2.3.7.2. SGEI Comp ensation to Litgas
(75) Pursuant to the 2019 amendments, Litgas continues to receive compensation from the LNG Supplement.
(76) according to the article 11 of the LNG Terminal Law the following costs are compensated to Litgas:
a) Difference between the import price of the LNG Mandatory Quantity supplied by the Designated Supplier under the contract with Statoil and a monthly factual average weighted import price of natural gas imported into Lithuania calculated by the NRa;
b) Boil-off gas costs: (a) all factual boil-off costs experienced by the Designated Supplier during the periods when Litgas is the only user of the LNG terminal; and (b) difference between the actual boil-off costs experienced by Litgas and average of boil-off costs experienced by other LNG Terminal users during the periods when Litgas is not the only user of the LNG terminal;
c) Long-term guarantee financing costs.
(77) Under the new compensation methodology, Litgas is no longer compensated for balancing costs.
(78) Furthermore, Litgas sells LNG directly on the market and its marginal profit is no longer regulated by the NRa. Therefore, the Designated Supplier’s profit margin earned by selling the LNG Mandatory Quantity on the market solely depends on its efficiency and market conditions.
2.3.8. Transparency
(79) The Lithuanian authorities informed the Commission that the outcome of public discussions on the necessity of the Designated Supplier, scope and duration of the SGEI entrusted to the Designated Supplier are available in various legislative acts and documents of parliamentary discussions, which are published in the central register of laws available at xxxxx://xxx.x-xxx.xx/.
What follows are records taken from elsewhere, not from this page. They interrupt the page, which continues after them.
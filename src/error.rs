use thiserror::Error;

#[derive(Debug, Error)]
pub enum SamplerError {
    #[error("marksheet is missing the `{column}` column")]
    MissingColumn { column: String },
    #[error("marksheet line {line}: grade `{value}` is not a number")]
    InvalidGrade { line: u64, value: String },
    #[error("invalid configuration: {0}")]
    InvalidConfig(String),
}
(80) Furthermore, the information regarding the amounts of compensation granted to Litgas each year is available on the website of the NRa: xxx.xxxxxx.xx.
(81) Finally, the Lithuanian competition authority is responsible for publishing such information on the state aid transparency portal: xxxxx://xxxxxxx.xx.xxxxxx.xx/xxxxxxxxxxx/xxxxxxxxxxxx/xxxxxx/.
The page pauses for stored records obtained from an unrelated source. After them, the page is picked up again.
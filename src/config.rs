use std::path::{Path, PathBuf};

use anyhow::Context;
use chrono::{Datelike, NaiveDate, Utc};
use serde::Deserialize;

use crate::error::SamplerError;
use crate::models::{PruneConfig, SampleGroup, SubmissionLayout};
use crate::select::default_groups;

pub const DEFAULT_CONFIG_PATH: &str = "sampler.toml";

/// Configuration file as written by the user. Unset paths and names are
/// derived from the unit code when resolved.
#[derive(Debug, Deserialize)]
#[serde(deny_unknown_fields)]
struct ConfigFile {
    unit_code: String,
    session: Option<String>,
    #[serde(default = "default_marksheet")]
    marksheet: PathBuf,
    submissions_dir: Option<PathBuf>,
    samples_dir: Option<PathBuf>,
    sample_name: Option<String>,
    #[serde(default)]
    layout: SubmissionLayout,
    #[serde(default)]
    pruning: PruneConfig,
    #[serde(default = "default_groups")]
    groups: Vec<SampleGroup>,
}

fn default_marksheet() -> PathBuf {
    PathBuf::from("GradesMarksheet.csv")
}

#[derive(Debug, Clone)]
pub struct SamplerConfig {
    pub unit_code: String,
    pub marksheet: PathBuf,
    pub submissions_dir: PathBuf,
    pub samples_dir: PathBuf,
    pub sample_name: String,
    pub layout: SubmissionLayout,
    pub pruning: PruneConfig,
    pub groups: Vec<SampleGroup>,
}

impl SamplerConfig {
    pub fn load(path: &Path) -> anyhow::Result<Self> {
        let text = std::fs::read_to_string(path)
            .with_context(|| format!("failed to read config {}", path.display()))?;
        Self::from_toml(&text, Utc::now().date_naive())
            .with_context(|| format!("failed to load config {}", path.display()))
    }

    pub fn from_toml(text: &str, today: NaiveDate) -> anyhow::Result<Self> {
        let file: ConfigFile = toml::from_str(text)?;
        let unit_code = file.unit_code.trim().to_string();
        let session = file
            .session
            .unwrap_or_else(|| academic_session(today));

        let config = Self {
            marksheet: file.marksheet,
            submissions_dir: file
                .submissions_dir
                .unwrap_or_else(|| PathBuf::from(format!("{unit_code}_OriginalSubmissions"))),
            samples_dir: file
                .samples_dir
                .unwrap_or_else(|| PathBuf::from(format!("{unit_code}_Samples"))),
            sample_name: file
                .sample_name
                .unwrap_or_else(|| format!("{unit_code}_{session}_")),
            layout: file.layout,
            pruning: file.pruning,
            groups: file.groups,
            unit_code,
        };
        config.validate()?;
        Ok(config)
    }

    fn validate(&self) -> Result<(), SamplerError> {
        if self.unit_code.is_empty() {
            return Err(SamplerError::InvalidConfig("unit_code must not be empty".into()));
        }
        if !self.pruning.fraction.is_finite() || !(0.0..=1.0).contains(&self.pruning.fraction) {
            return Err(SamplerError::InvalidConfig(format!(
                "pruning.fraction must be between 0 and 1, got {}",
                self.pruning.fraction
            )));
        }
        if self.groups.is_empty() {
            return Err(SamplerError::InvalidConfig("at least one group is required".into()));
        }
        for group in &self.groups {
            if group.ranges.is_empty() {
                return Err(SamplerError::InvalidConfig(format!(
                    "group `{}` has no ranges",
                    group.label
                )));
            }
            for range in &group.ranges {
                if range.min.is_nan() || range.max.is_nan() || range.min > range.max {
                    return Err(SamplerError::InvalidConfig(format!(
                        "range `{}` in group `{}` has min {} above max {}",
                        range.label, group.label, range.min, range.max
                    )));
                }
            }
        }
        Ok(())
    }
}

/// Teaching session tag such as `S1_23-24`. Semester 1 runs September to
/// January, semester 2 the rest of the academic year.
pub fn academic_session(today: NaiveDate) -> String {
    let (semester, start_year) = match today.month() {
        9..=12 => (1, today.year()),
        1 => (1, today.year() - 1),
        _ => (2, today.year() - 1),
    };
    format!(
        "S{semester}_{:02}-{:02}",
        start_year.rem_euclid(100),
        (start_year + 1).rem_euclid(100)
    )
}

pub const TEMPLATE: &str = r#"# Moderation sampler configuration.

# Unit code used to prefix sample names and default directories.
unit_code = "MEXXXXX"

# Session tag in sample names. Defaults to the current academic session.
# session = "S1_23-24"

# Moodle marksheet export.
marksheet = "GradesMarksheet.csv"

# Extracted submissions download and sample destination.
# submissions_dir = "MEXXXXX_OriginalSubmissions"
# samples_dir = "MEXXXXX_Samples"

# "folders" when submissions were downloaded in folders (multiple files per
# student), "files" when there is one file per student.
layout = "folders"

[pruning]
# Share of all graded scripts allowed in each in-between range.
fraction = 0.05
# Absolute ceiling per in-between range.
cap = 4

[[groups]]
label = "Firsts"
ranges = [{ label = "firsts", min = 70.0, max = 100.0 }]

[[groups]]
label = "Fails"
ranges = [{ label = "fails", min = 0.0, max = 39.9 }]

[[groups]]
label = "Borderlines"
ranges = [
    { label = "border_fails", min = 39.0, max = 41.0 },
    { label = "border_22s", min = 49.0, max = 51.0 },
    { label = "border_21s", min = 59.0, max = 61.0 },
    { label = "border_firsts", min = 69.0, max = 71.0 },
]

[[groups]]
label = "In Between Sample"
prune = true
ranges = [
    { label = "mid_3rds", min = 44.0, max = 46.0 },
    { label = "mid_22s", min = 54.0, max = 56.0 },
    { label = "mid_21s", min = 64.0, max = 66.0 },
]
"#;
2.4. The complaint and comments from the Lithuanian authorities
2.4.1. The complaint
(82) In the complaint, the complainants put forward several allegations regarding the 2016 amendments.
(83) The complainants alleged in particular that the LNG Supplement paid to Litgas since 1 January 2016 constituted a direct grant, suggesting the presence of State aid as it provided an economic advantage to Litgas.
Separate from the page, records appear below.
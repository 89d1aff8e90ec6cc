use std::path::Path;

use anyhow::Context;

use crate::error::SamplerError;
use crate::models::StudentRecord;

pub const FULL_NAME_COLUMN: &str = "Full name";
pub const USERNAME_COLUMN: &str = "Username";
pub const GRADE_COLUMN: &str = "Grade";

/// Cell values spreadsheet exports use for "no value"; these rows are dropped
/// like blank grades.
const MISSING_GRADE_TOKENS: &[&str] = &[
    "#N/A", "#N/A N/A", "#NA", "-1.#IND", "-1.#QNAN", "-NaN", "-nan", "1.#IND", "1.#QNAN",
    "<NA>", "N/A", "NA", "NULL", "NaN", "None", "n/a", "nan", "null",
];

pub fn load_marksheet(path: &Path) -> anyhow::Result<Vec<StudentRecord>> {
    let reader = csv::Reader::from_path(path)
        .with_context(|| format!("failed to open marksheet {}", path.display()))?;
    read_marksheet(reader).with_context(|| format!("failed to read marksheet {}", path.display()))
}

/// Reads graded students in file order. Rows with an empty grade or one of
/// the missing-value markers are dropped; they are usually enrolment
/// leftovers rather than submissions.
pub fn read_marksheet<R: std::io::Read>(
    mut reader: csv::Reader<R>,
) -> anyhow::Result<Vec<StudentRecord>> {
    let headers = reader.headers()?.clone();
    let name_idx = column_index(&headers, FULL_NAME_COLUMN)?;
    let username_idx = column_index(&headers, USERNAME_COLUMN)?;
    let grade_idx = column_index(&headers, GRADE_COLUMN)?;

    let mut students = Vec::new();
    let mut dropped = 0usize;

    for result in reader.records() {
        let row = result?;
        let raw_grade = row.get(grade_idx).unwrap_or("").trim();
        if raw_grade.is_empty() || MISSING_GRADE_TOKENS.contains(&raw_grade) {
            dropped += 1;
            continue;
        }

        let grade: f64 = raw_grade.parse().map_err(|_| SamplerError::InvalidGrade {
            line: row.position().map(|p| p.line()).unwrap_or_default(),
            value: raw_grade.to_string(),
        })?;
        if grade.is_nan() {
            dropped += 1;
            continue;
        }

        let full_name = row.get(name_idx).unwrap_or("").trim().to_string();
        students.push(StudentRecord {
            initials: initials(&full_name),
            username: row.get(username_idx).unwrap_or("").trim().to_string(),
            full_name,
            grade,
        });
    }

    tracing::info!(graded = students.len(), dropped, "marksheet loaded");
    Ok(students)
}

pub fn initials(full_name: &str) -> String {
    full_name
        .split_whitespace()
        .filter_map(|part| part.chars().next())
        .flat_map(char::to_uppercase)
        .collect()
}

fn column_index(headers: &csv::StringRecord, column: &str) -> Result<usize, SamplerError> {
    headers
        .iter()
        .position(|header| header.trim_start_matches('\u{feff}').trim() == column)
        .ok_or_else(|| SamplerError::MissingColumn {
            column: column.to_string(),
        })
}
(84) Furthermore, the complainants stated that the parameters of the compensation to Litgas were not objectively set and led to overcompensation of Litgas. The overcompensation resulted from the fact that the compensation of Litgas covered the difference between the price at which the Designated Supplier bought LNG and the price at which it sold LNG. The complainants also claimed that Litgas was guaranteed to be compensated even beyond the quota relating to the Purchase Obligation, since the compensation included additional cost elements.
(85) The complainants also considered that the gas supply contract Litgas concluded with Statoil was based on a very high gas price and that the volume to be purchased by Xxxxxx was excessive. In this context Litgas’s costs were not comparable with those of a typical well-run undertaking.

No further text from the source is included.